*** Opening EXTRACTED RECORDS ***
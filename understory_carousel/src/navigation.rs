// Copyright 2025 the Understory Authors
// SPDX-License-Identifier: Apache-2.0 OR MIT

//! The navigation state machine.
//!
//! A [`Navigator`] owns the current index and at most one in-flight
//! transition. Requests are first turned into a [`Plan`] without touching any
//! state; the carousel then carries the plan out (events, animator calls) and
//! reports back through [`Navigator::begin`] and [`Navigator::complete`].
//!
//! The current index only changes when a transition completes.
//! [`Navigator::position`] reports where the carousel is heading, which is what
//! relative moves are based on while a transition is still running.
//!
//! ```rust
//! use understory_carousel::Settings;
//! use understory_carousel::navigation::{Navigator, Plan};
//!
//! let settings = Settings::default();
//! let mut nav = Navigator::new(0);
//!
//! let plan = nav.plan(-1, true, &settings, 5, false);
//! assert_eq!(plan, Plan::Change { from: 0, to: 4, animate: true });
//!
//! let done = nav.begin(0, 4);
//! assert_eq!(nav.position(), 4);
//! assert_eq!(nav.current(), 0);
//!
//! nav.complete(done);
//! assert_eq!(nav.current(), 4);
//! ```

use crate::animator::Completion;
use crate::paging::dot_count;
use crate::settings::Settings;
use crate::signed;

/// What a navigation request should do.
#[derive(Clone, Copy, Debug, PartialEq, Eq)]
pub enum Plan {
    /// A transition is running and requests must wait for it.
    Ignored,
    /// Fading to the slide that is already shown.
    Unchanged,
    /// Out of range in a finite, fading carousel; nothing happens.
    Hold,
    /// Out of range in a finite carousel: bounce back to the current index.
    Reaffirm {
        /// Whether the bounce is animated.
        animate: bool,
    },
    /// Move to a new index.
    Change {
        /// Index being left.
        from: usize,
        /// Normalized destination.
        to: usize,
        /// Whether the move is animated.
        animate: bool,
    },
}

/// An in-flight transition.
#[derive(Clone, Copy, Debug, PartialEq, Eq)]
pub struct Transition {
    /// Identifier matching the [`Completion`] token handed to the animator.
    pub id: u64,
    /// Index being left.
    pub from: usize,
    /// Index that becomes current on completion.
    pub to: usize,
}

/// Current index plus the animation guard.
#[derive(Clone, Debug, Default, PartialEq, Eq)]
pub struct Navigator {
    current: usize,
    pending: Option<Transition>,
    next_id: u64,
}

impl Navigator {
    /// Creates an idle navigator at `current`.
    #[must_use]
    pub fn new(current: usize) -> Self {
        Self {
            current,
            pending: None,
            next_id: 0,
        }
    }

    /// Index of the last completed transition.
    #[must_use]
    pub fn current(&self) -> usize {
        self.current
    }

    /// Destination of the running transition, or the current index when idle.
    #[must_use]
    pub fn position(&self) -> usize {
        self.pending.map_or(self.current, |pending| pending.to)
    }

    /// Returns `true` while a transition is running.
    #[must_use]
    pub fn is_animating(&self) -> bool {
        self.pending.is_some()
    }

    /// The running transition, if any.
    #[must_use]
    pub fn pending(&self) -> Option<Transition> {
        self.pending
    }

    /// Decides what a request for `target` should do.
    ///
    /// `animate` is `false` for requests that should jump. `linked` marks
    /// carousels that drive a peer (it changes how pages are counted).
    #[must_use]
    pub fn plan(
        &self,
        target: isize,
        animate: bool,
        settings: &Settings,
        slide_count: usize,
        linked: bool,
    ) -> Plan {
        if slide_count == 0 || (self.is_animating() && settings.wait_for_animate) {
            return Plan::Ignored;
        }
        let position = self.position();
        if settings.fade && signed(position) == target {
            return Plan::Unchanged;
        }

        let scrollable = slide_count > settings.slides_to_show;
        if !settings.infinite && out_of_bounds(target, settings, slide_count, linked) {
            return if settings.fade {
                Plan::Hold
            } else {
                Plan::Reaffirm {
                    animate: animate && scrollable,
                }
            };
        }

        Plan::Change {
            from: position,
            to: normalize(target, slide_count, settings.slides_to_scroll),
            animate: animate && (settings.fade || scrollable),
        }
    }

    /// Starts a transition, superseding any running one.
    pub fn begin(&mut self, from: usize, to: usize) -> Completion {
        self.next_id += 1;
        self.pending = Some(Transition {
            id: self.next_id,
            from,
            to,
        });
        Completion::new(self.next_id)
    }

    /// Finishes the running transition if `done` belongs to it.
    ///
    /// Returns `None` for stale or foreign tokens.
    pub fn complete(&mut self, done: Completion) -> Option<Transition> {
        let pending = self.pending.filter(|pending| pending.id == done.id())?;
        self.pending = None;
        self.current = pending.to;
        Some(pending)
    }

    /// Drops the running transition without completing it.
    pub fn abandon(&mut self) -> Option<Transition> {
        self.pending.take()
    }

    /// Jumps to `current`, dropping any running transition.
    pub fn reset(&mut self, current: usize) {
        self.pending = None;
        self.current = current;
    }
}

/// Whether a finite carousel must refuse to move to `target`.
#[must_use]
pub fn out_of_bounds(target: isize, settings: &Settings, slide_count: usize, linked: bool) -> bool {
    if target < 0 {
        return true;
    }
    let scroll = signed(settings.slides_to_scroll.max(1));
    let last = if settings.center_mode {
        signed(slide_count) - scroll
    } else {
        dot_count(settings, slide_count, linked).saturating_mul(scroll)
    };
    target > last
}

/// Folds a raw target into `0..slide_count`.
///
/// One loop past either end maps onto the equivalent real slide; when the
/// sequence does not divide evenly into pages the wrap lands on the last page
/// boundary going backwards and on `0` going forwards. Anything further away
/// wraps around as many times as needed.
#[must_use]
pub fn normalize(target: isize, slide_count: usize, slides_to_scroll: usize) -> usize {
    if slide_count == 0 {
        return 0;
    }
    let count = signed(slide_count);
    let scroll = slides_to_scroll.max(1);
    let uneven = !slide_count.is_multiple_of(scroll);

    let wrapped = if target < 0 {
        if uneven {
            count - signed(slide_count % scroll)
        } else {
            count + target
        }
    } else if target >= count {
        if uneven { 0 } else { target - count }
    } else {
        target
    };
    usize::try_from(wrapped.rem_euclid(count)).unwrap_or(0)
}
*** Closing EXTRACTED RECORDS ***
Please count the lines of the entries above that include "isize" and give only the total.

§ YOUR RESPONSE: 3